Companies are required by federal and State laws to maintain records for business, legal and tax purposes. Although many business records only need to be stored for three years, there are important exceptions. For example, federal and State tax records usually need to be maintained for seven or more years. Employee records need to be stored for even longer, and may have special reporting requirements established under federal laws including the Fair Labor Standards Act. Also, Federal and State regulations governing document retention vary according to business sector. For example, a pharmaceutical manufacturer may be required to keep records for much longer than a steel producer. In addition, State laws may have different retention requirements that federal laws for certain types of records, such as worker injury/worker's compensation reports.

A special note of caution: If recent news events have taught companies anything it is this: Records that may be the subject of litigation should not be shredded. They should be maintained beyond the period of the applicable statute of limitations.

Companies should consider creating a Master Records Retention Schedule that establishes a timetable for retention and the eventual destruction of company records. The records retention rules are usually developed in a consultative process with the company's outside professionals, in particular its accountants. Once approved, these rules should be used to control all record retention and records destruction activities in the company.

Records retention rules would typically cover:

  • Accident and injury reports

  • Accounts payable records

  • Accounts receivable records and aging reports

  • Attendance records

  • Audit reports

  • Bank records, and cancelled checks

  • Check registers and account statements

  • Company policy statements, and correspondence sent to all employees

  • Disciplinary reports on employees

  • EEO-1 reports

  • Employment applications

  • Employee complaint reports, and the results of internal investigations

  • Employee handbooks [one of each version]

  • Financial statements

  • Tax records of all types

  • Training records

* Note: This is not a complete list of company records. These are examples of categories of records. Next to each of these categories would be the minimum number of years the records must be stored before they may be destroyed. A company can always retain records for longer periods of time.
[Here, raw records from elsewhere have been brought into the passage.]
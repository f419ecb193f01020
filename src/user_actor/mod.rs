//! User profile entity.

pub mod entity;
pub mod error;

pub use error::*;
use chrono::Utc;
use uuid::Uuid;

use super::error::UserError;
use crate::actor_framework::Entity;
use crate::domain::{Role, Theme, User, UserCreate, UserPatch};

impl Entity for User {
    type Id = Uuid;
    type CreateParams = UserCreate;
    type Patch = UserPatch;
    type Filter = Option<Role>;
    type Action = ();
    type ActionResult = ();
    type DeleteGuard = ();
    type Error = UserError;

    fn id(&self) -> &Uuid {
        &self.id
    }

    /// Profiles share the auth user's id.
    fn requested_id(params: &UserCreate) -> Option<Uuid> {
        Some(params.id)
    }

    /// Creates a new profile with the default theme.
    ///
    /// # Errors
    /// Rejects an empty email address.
    fn from_create_params(id: Uuid, params: UserCreate) -> Result<Self, UserError> {
        if params.email.trim().is_empty() {
            return Err(UserError::ValidationError("email is required".to_string()));
        }
        let now = Utc::now();
        Ok(Self {
            id,
            name: params.name,
            email: params.email,
            role: params.role,
            theme: Theme::default(),
            created_at: now,
            updated_at: now,
        })
    }

    /// Updates the profile's name, theme and/or role.
    fn on_update(&mut self, patch: UserPatch) -> Result<(), UserError> {
        if let Some(name) = patch.name {
            let name = name.trim();
            if name.is_empty() {
                return Err(UserError::ValidationError("name must not be empty".to_string()));
            }
            self.name = name.to_string();
        }
        if let Some(theme) = patch.theme {
            self.theme = theme;
        }
        if let Some(role) = patch.role {
            self.role = role;
        }
        self.updated_at = Utc::now();
        Ok(())
    }

    fn matches(&self, filter: &Option<Role>) -> bool {
        filter.map_or(true, |role| self.role == role)
    }

    /// No custom actions are defined for users.
    fn handle_action(&mut self, _action: ()) -> Result<(), UserError> {
        Ok(())
    }
}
One additional comment: Record retention rules apply to all company records - including both paper and electronic records. Record destruction, irrespective of the media the data is stored on, must follow applicable records retention rules - except that duplicate copies can usually be destroyed without special approval. The laws governing records retention are not static. If applicable laws change, the records retention rules must do likewise. And as a practical matter, it may become apparent that certain retention schedules should be lengthened based on the frequency the records are being accessed, rather on the applicable federal or State law[s] relating to their destruction.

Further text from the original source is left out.